И главное — как осознаёт это возмездие повзрослевший автор, как явственно в нем соучаствует — и в каких масштабах! «Ничего в жизни даром не дается и не проходит. Ронжа (учительница. — Ст. Р.) не видела, как заживо палят крыс, как топчут на базаре карманников сапогами, как в бараках… пинают в живот беременных жен мужья, как протыкают брюхо ножом друг другу картежники… Узнай, стерва! Проникнись! Тогда иди учить! Тогда срами, если сможешь! За голод, за одиночество, за страх… — за все, за все полосовал я не Ронжу, нет, а всех бездушных, несправедливых людей на свете».
Задумаешься: точно ли ребенок мог так полосовать взрослую женщину, много сильнее его?
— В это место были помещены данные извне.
use std::collections::VecDeque;

use super::*;
use async_trait::async_trait;
use serde_json::json;
use shared::protocol::{ColumnSpec, ColumnType, DataTable};
use tokio::sync::mpsc;

use crate::widget::{PagingButtons, PagingMode, SortMode};

enum Reply {
    Result(QueryResult),
    Hang,
}

struct ScriptedService {
    replies: Mutex<VecDeque<Reply>>,
    calls: Mutex<Vec<(Url, String)>>,
}

impl ScriptedService {
    fn new(replies: Vec<Reply>) -> Arc<Self> {
        Arc::new(Self {
            replies: Mutex::new(replies.into()),
            calls: Mutex::new(Vec::new()),
        })
    }

    async fn calls(&self) -> Vec<(Url, String)> {
        self.calls.lock().await.clone()
    }
}

#[async_trait]
impl QueryService for ScriptedService {
    async fn execute(&self, url: &Url, clause: &str) -> QueryResult {
        self.calls
            .lock()
            .await
            .push((url.clone(), clause.to_string()));
        let reply = self.replies.lock().await.pop_front();
        match reply {
            Some(Reply::Result(result)) => result,
            Some(Reply::Hang) => {
                std::future::pending::<()>().await;
                unreachable!()
            }
            None => QueryResult::error("script exhausted", clause),
        }
    }
}

#[derive(Debug, Clone, PartialEq)]
enum WidgetCall {
    Selection(Vec<usize>),
    Draw {
        rows: usize,
        columns: usize,
        options: DrawOptions,
    },
    Error {
        message: String,
        detail: String,
        tooltip: bool,
    },
}

struct RecordingWidget {
    calls: mpsc::UnboundedSender<WidgetCall>,
    pages: broadcast::Sender<PageEvent>,
}
use std::{future::Future, sync::Arc};

use async_trait::async_trait;
use shared::protocol::QueryResult;
use tokio::task::JoinHandle;
use url::Url;

/// Executes a query clause against an endpoint.
///
/// Implementations report every failure through [`QueryResult::Error`]; the
/// caller never sees a transport error directly.
#[async_trait]
pub trait QueryService: Send + Sync {
    async fn execute(&self, url: &Url, clause: &str) -> QueryResult;
}

/// A query bound to one endpoint URL.
///
/// At most one request is outstanding: [`Query::send`] aborts whatever the
/// previous call started, and dropping the query aborts it as well.
pub struct Query {
    service: Arc<dyn QueryService>,
    url: Url,
    clause: String,
    in_flight: Option<JoinHandle<()>>,
}

impl Query {
    pub fn new(service: Arc<dyn QueryService>, url: Url) -> Self {
        Self {
            service,
            url,
            clause: String::new(),
            in_flight: None,
        }
    }

    pub fn url(&self) -> &Url {
        &self.url
    }

    pub fn clause(&self) -> &str {
        &self.clause
    }

    pub fn set_query(&mut self, clause: impl Into<String>) {
        self.clause = clause.into();
    }

    pub fn is_in_flight(&self) -> bool {
        self.in_flight
            .as_ref()
            .is_some_and(|task| !task.is_finished())
    }

    pub fn abort(&mut self) {
        if let Some(task) = self.in_flight.take() {
            task.abort();
        }
    }

    /// Runs the current clause in the background and hands the result to
    /// `on_result`. Must be called from within a tokio runtime.
    pub fn send<F, Fut>(&mut self, on_result: F)
    where
        F: FnOnce(QueryResult) -> Fut + Send + 'static,
        Fut: Future<Output = ()> + Send + 'static,
    {
        self.abort();

        let service = Arc::clone(&self.service);
        let url = self.url.clone();
        let clause = self.clause.clone();
        self.in_flight = Some(tokio::spawn(async move {
            let result = service.execute(&url, &clause).await;
            on_result(result).await;
        }));
    }
}

impl Drop for Query {
    fn drop(&mut self) {
        self.abort();
    }
}

#[cfg(test)]
mod tests {
    use std::time::Duration;

    use tokio::sync::{mpsc, Mutex};

    use super::*;

    struct RecordingService {
        clauses: Mutex<Vec<String>>,
        hang_first: bool,
    }

    #[async_trait]
    impl QueryService for RecordingService {
        async fn execute(&self, _url: &Url, clause: &str) -> QueryResult {
            let first = {
                let mut clauses = self.clauses.lock().await;
                clauses.push(clause.to_string());
                clauses.len() == 1
            };
            if first && self.hang_first {
                std::future::pending::<()>().await;
            }
            QueryResult::error("done", clause)
        }
    }

    fn endpoint() -> Url {
        Url::parse("http://localhost:8080/articles").expect("url")
    }

    #[tokio::test]
    async fn send_delivers_result_for_current_clause() {
        let service = Arc::new(RecordingService {
            clauses: Mutex::new(Vec::new()),
            hang_first: false,
        });
        let mut query = Query::new(service.clone(), endpoint());
        query.set_query("limit 11 offset 0");

        let (tx, mut rx) = mpsc::unbounded_channel();
        query.send(move |result| async move {
            let _ = tx.send(result);
        });

        let result = rx.recv().await.expect("result");
        assert_eq!(result.detailed_message(), Some("limit 11 offset 0"));
        assert_eq!(query.clause(), "limit 11 offset 0");
    }

    #[tokio::test]
    async fn resending_aborts_previous_request() {
        let service = Arc::new(RecordingService {
            clauses: Mutex::new(Vec::new()),
            hang_first: true,
        });
        let mut query = Query::new(service.clone(), endpoint());
        let (tx, mut rx) = mpsc::unbounded_channel();

        query.set_query("first");
        let first_tx = tx.clone();
        query.send(move |result| async move {
            let _ = first_tx.send(result);
        });
        tokio::time::sleep(Duration::from_millis(20)).await;
        assert!(query.is_in_flight());

        query.set_query("second");
        query.send(move |result| async move {
            let _ = tx.send(result);
        });

        let result = rx.recv().await.expect("result");
        assert_eq!(result.detailed_message(), Some("second"));
        assert!(rx.recv().await.is_none(), "aborted request must not report");
        assert_eq!(*service.clauses.lock().await, vec!["first", "second"]);
    }
}
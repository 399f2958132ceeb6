use std::{
    fs,
    path::{Path, PathBuf},
};

use anyhow::Context;
use serde::Deserialize;

pub const DEFAULT_CONFIG_FILE: &str = "pager.toml";

#[derive(Debug, Clone, PartialEq, Eq)]
pub struct Settings {
    pub origin: String,
    pub base_path: String,
    pub hidden_columns: Vec<String>,
}

impl Default for Settings {
    fn default() -> Self {
        Self {
            origin: "http://127.0.0.1:8080".into(),
            base_path: "/query".into(),
            hidden_columns: Vec::new(),
        }
    }
}

#[derive(Debug, Default, Deserialize)]
struct FileSettings {
    origin: Option<String>,
    base_path: Option<String>,
    hidden_columns: Option<Vec<String>>,
}

/// Defaults, then the TOML file, then environment variables.
///
/// An explicitly given `config_path` must exist; the default file is
/// optional.
pub fn load_settings(config_path: Option<&Path>) -> anyhow::Result<Settings> {
    let mut settings = Settings::default();

    let (path, required) = match config_path {
        Some(path) => (path.to_path_buf(), true),
        None => (PathBuf::from(DEFAULT_CONFIG_FILE), false),
    };
    match fs::read_to_string(&path) {
        Ok(raw) => apply_file(&mut settings, &raw)
            .with_context(|| format!("failed to parse config file '{}'", path.display()))?,
        Err(err) if required => {
            return Err(err)
                .with_context(|| format!("failed to read config file '{}'", path.display()))
        }
        Err(_) => {}
    }

    apply_env(&mut settings, |key| std::env::var(key).ok());
    Ok(settings)
}

fn apply_file(settings: &mut Settings, raw: &str) -> anyhow::Result<()> {
    let file_cfg: FileSettings = toml::from_str(raw)?;
    if let Some(v) = file_cfg.origin {
        settings.origin = v;
    }
    if let Some(v) = file_cfg.base_path {
        settings.base_path = v;
    }
    if let Some(v) = file_cfg.hidden_columns {
        settings.hidden_columns = v;
    }
    Ok(())
}

fn apply_env(settings: &mut Settings, var: impl Fn(&str) -> Option<String>) {
    if let Some(v) = var("PAGER_ORIGIN") {
        settings.origin = v;
    }
    if let Some(v) = var("APP__ORIGIN") {
        settings.origin = v;
    }

    if let Some(v) = var("PAGER_BASE_PATH") {
        settings.base_path = v;
    }
    if let Some(v) = var("APP__BASE_PATH") {
        settings.base_path = v;
    }

    if let Some(v) = var("APP__HIDDEN_COLUMNS") {
        settings.hidden_columns = v
            .split(',')
            .map(str::trim)
            .filter(|c| !c.is_empty())
            .map(String::from)
            .collect();
    }
}

impl Settings {
    /// Command-line flags win over everything else.
    pub fn with_overrides(
        mut self,
        origin: Option<String>,
        base_path: Option<String>,
        hidden_columns: Vec<String>,
    ) -> Self {
        if let Some(origin) = origin {
            self.origin = origin;
        }
        if let Some(base_path) = base_path {
            self.base_path = base_path;
        }
        if !hidden_columns.is_empty() {
            self.hidden_columns = hidden_columns;
        }
        self
    }
}
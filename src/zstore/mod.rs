//! Huffman-delta block-compressed sorted signature store.
//!
//! A [`ZTable`] holds a sorted, deduplicated sequence of 64-bit permuted
//! hashes packed into fixed 1024-byte blocks. Each block opens with one raw
//! 64-bit value; every further value is stored as the Huffman code of the
//! leading-zero count of its XOR against the previous value, followed by
//! the raw tail bits below the first differing bit. An EOF symbol closes
//! each block, zero-padded to the block boundary.
//!
//! Random access comes from `index`, the first value of every block: a
//! prefix query binary-searches `index`, decompresses the handful of
//! candidate blocks, and scans the transient sorted list exactly like a
//! dense table.

mod bits;
mod huffman;

use std::sync::atomic::{AtomicU64, Ordering};

use bits::{BitReader, BitWriter};
use huffman::{Codebook, EOF_SYMBOL};

use crate::hamming;
use crate::{Error, Result};

/// Compressed block size in bytes.
pub const BLOCK_SIZE: usize = 1024;
/// Compressed block size in bits.
pub const BLOCK_SIZE_BITS: usize = BLOCK_SIZE * 8;

/// A sorted u64 sequence, block-compressed after [`finish`].
///
/// Values accumulate unordered in `pending` during build; `finish` sorts,
/// deduplicates and packs them. Decode failures during [`find`] are
/// swallowed (the block contributes no matches) and counted; the typed
/// decode path is [`decompress_block`].
///
/// [`finish`]: ZTable::finish
/// [`find`]: ZTable::find
/// [`decompress_block`]: ZTable::decompress_block
#[derive(Debug, Default)]
pub struct ZTable {
    pending: Vec<u64>,
    bytes: Vec<u8>,
    index: Vec<u64>,
    book: Option<Codebook>,
    corrupt_blocks: AtomicU64,
}

impl ZTable {
    pub fn new() -> Self {
        Self::default()
    }

    pub fn with_capacity(cap: usize) -> Self {
        Self { pending: Vec::with_capacity(cap), ..Self::default() }
    }

    #[inline]
    pub fn add(&mut self, sig: u64) {
        self.pending.push(sig);
    }

    /// Sort, deduplicate and compress. After this the table is read-only.
    pub fn finish(&mut self) {
        self.pending.sort_unstable();
        self.pending.dedup();
        self.compress();
    }

    /// Number of packed blocks.
    pub fn block_count(&self) -> usize {
        self.index.len()
    }

    /// Size of the packed byte buffer.
    pub fn compressed_len(&self) -> usize {
        self.bytes.len()
    }

    /// Decode failures swallowed by [`find`](ZTable::find) so far.
    pub fn corrupt_blocks(&self) -> u64 {
        self.corrupt_blocks.load(Ordering::Relaxed)
    }

    fn compress(&mut self) {
        let u = std::mem::take(&mut self.pending);
        if u.is_empty() {
            return;
        }

        let mut counts = [0u64; 64];
        for w in u.windows(2) {
            counts[(w[0] ^ w[1]).leading_zeros() as usize] += 1;
        }
        let book = Codebook::from_counts(&counts);
        let eofbits = book.symbol_len(EOF_SYMBOL);

        let mut w = BitWriter::new();
        let mut nbits = 0usize;
        let mut prev = 0u64;

        for &v in &u {
            // Start of a block: raw 64-bit seed, remembered in the index.
            if nbits == 0 {
                self.index.push(v);
                w.write_bits(v, 64);
                nbits = 64;
                prev = v;
                continue;
            }

            let xor = v ^ prev;
            if xor == 0 {
                // Non-adjacent duplicate; nothing to encode.
                continue;
            }
            let lz = xor.leading_zeros();
            let hlen = book.symbol_len(lz as u16);
            let rest = 64 - lz - 1;

            if nbits + hlen + rest as usize + eofbits < BLOCK_SIZE_BITS {
                book.encode(&mut w, lz as u16);
                w.write_bits(v, rest);
                nbits += hlen + rest as usize;
            } else {
                // Close this block and open the next with a raw seed. The
                // admission check above always leaves room for the EOF.
                debug_assert!(nbits + eofbits <= BLOCK_SIZE_BITS);
                book.encode(&mut w, EOF_SYMBOL);
                nbits += eofbits;
                while nbits < BLOCK_SIZE_BITS {
                    w.write_bit(false);
                    nbits += 1;
                }

                self.index.push(v);
                w.write_bits(v, 64);
                nbits = 64;
            }
            prev = v;
        }

        book.encode(&mut w, EOF_SYMBOL);
        w.pad_to_byte();

        self.bytes = w.into_bytes();
        self.book = Some(book);
    }

    /// All stored values matching `sig` on the `mask` prefix within Hamming
    /// distance `d`.
    ///
    /// Candidate blocks are the least block whose first value reaches the
    /// prefix, the block before it (its tail can still hold the prefix),
    /// and any following blocks that still open inside the prefix range.
    pub fn find(&self, sig: u64, mask: u64, d: u32) -> Vec<u64> {
        if self.index.is_empty() {
            return Vec::new();
        }

        let prefix = sig & mask;
        let start = self.index.partition_point(|&v| v < prefix);
        let first = start.saturating_sub(1);

        let mut out = Vec::new();
        for b in first..self.index.len() {
            if b > first && self.index[b] & mask != prefix {
                break;
            }
            match self.decompress_block(b) {
                Ok(vals) => {
                    let lo = vals.partition_point(|&v| v < prefix);
                    for &v in &vals[lo..] {
                        if v & mask != prefix {
                            break;
                        }
                        if hamming::distance(v, sig) <= d {
                            out.push(v);
                        }
                    }
                }
                Err(_) => {
                    // Availability first: the block contributes nothing.
                    self.corrupt_blocks.fetch_add(1, Ordering::Relaxed);
                }
            }
        }
        out
    }

    /// Decode one block back into its sorted values.
    ///
    /// This is the typed entry point for corruption: a block index past the
    /// end is [`Error::InvalidBlock`], a bit stream that ends mid-tuple is
    /// [`Error::CorruptBlock`].
    pub fn decompress_block(&self, block: usize) -> Result<Vec<u64>> {
        if block >= self.index.len() {
            return Err(Error::InvalidBlock(block));
        }
        let book = self.book.as_ref().ok_or(Error::InvalidBlock(block))?;

        let mut r = BitReader::new(&self.bytes[block * BLOCK_SIZE..]);
        let seed = r.read_bits(64).ok_or(Error::CorruptBlock)?;

        let mut out = vec![seed];
        let mut prev = seed;
        loop {
            let sym = book.decode(&mut r).ok_or(Error::CorruptBlock)?;
            if sym == EOF_SYMBOL {
                break;
            }
            let samebits = u32::from(sym);
            let rest = 64 - samebits - 1;
            let diffbits = r.read_bits(rest).ok_or(Error::CorruptBlock)?;

            let kept = if samebits == 0 { 0 } else { !0u64 << (64 - samebits) };
            let sig = (prev & kept) | (1u64 << rest) | diffbits;
            out.push(sig);
            prev = sig;
        }

        Ok(out)
    }
}
//! Prefix-bucketed store for small corpora at Hamming bound 3.
//!
//! Instead of 16 sorted tables, four arrays of 2^16 buckets: one array per
//! 16-bit rotation of the signature, addressed by its top 16 bits. With at
//! most 3 errors spread over four 16-bit blocks, at least one block is
//! error-free, so the query's bucket under that rotation holds every
//! candidate; the bucket is scanned with a full distance check and no
//! further prefix narrowing.

use hashbrown::HashSet;
use rayon::prelude::*;

use crate::hamming;
use crate::store::Store;
use crate::table::PermTable;

const ROTATIONS: usize = 4;
const BUCKETS: usize = 1 << 16;

/// The small-corpus k=3 layout.
pub struct SmallStore3 {
    /// `ROTATIONS * BUCKETS` tables, flat; rotation r owns the slice
    /// `[r * BUCKETS, (r + 1) * BUCKETS)`.
    buckets: Vec<PermTable>,
    entries: usize,
}

impl SmallStore3 {
    /// `hashes` is the expected corpus size. The hint cannot be spread
    /// meaningfully over 2^18 buckets, so it only documents intent; buckets
    /// grow from empty on first use.
    pub fn new(hashes: usize) -> Self {
        let _ = hashes;
        Self { buckets: vec![PermTable::new(); ROTATIONS * BUCKETS], entries: 0 }
    }

    #[inline]
    fn bucket_of(rotation: usize, sig: u64) -> usize {
        rotation * BUCKETS + (sig >> 48) as usize
    }
}

impl Store for SmallStore3 {
    fn add(&mut self, sig: u64, docid: u64) {
        let mut s = sig;
        for r in 0..ROTATIONS {
            self.buckets[Self::bucket_of(r, s)].push(s, docid);
            s = s.rotate_left(16);
        }
        self.entries += 1;
    }

    fn find(&self, sig: u64) -> Vec<u64> {
        let mut seen = HashSet::new();
        let mut ids = Vec::new();

        let mut q = sig;
        for r in 0..ROTATIONS {
            for e in self.buckets[Self::bucket_of(r, q)].entries() {
                if hamming::distance(e.hash, q) <= 3 && seen.insert(e.docid) {
                    ids.push(e.docid);
                }
            }
            q = q.rotate_left(16);
        }
        ids
    }

    fn finish(&mut self) {
        self.buckets
            .par_iter_mut()
            .filter(|b| !b.is_empty())
            .for_each(PermTable::finish);
    }

    fn len(&self) -> usize {
        self.entries
    }
}

#[cfg(test)]
mod tests {
    use super::*;

    #[test]
    fn exact_match_found_under_every_rotation() {
        let mut s = SmallStore3::new(0);
        s.add(0xcafebabe12345678, 1);
        s.finish();
        assert_eq!(s.find(0xcafebabe12345678), vec![1]);
    }

    #[test]
    fn three_flips_in_one_block_still_found() {
        // All three errors inside the low 16-bit block: the bucket under
        // the rotation that promotes an untouched block must still match.
        let sig = 0x1111222233334444u64;
        let mut s = SmallStore3::new(0);
        s.add(sig, 9);
        s.finish();

        let q = sig ^ 0b1011;
        assert_eq!(s.find(q), vec![9]);
    }

    #[test]
    fn beyond_bound_is_not_returned() {
        let sig = 0x1111222233334444u64;
        let mut s = SmallStore3::new(0);
        s.add(sig, 9);
        s.finish();

        // 4 flips in one block: every rotation either misses the bucket or
        // fails the distance check.
        let q = sig ^ 0b1111;
        assert!(s.find(q).is_empty());
    }

    #[test]
    fn empty_store() {
        let mut s = SmallStore3::new(16);
        s.finish();
        assert!(s.find(0).is_empty());
        assert!(s.is_empty());
    }
}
Не мстительное ли это видение взрослого человека, охваченного при воспоминании жаждой мщения? Что похоже на ветхозаветное «око за око» у Фридриха Горенштейна и тем более на цитированные строки из поэмы Багрицкого Февраль, где герой, наделенный авторским «я», дабы изжить «комплексы», также, без сомнения, авторские, насилует женщину, прежде недоступную социально: «Я беру тебя, как мщенье миру, / Из которого не мог я выйти!». Наверняка — не реальное насилие, а материализованная галлюцинация (как и у Астафьева?). А двигатель, то есть мщение, — в точности тот же.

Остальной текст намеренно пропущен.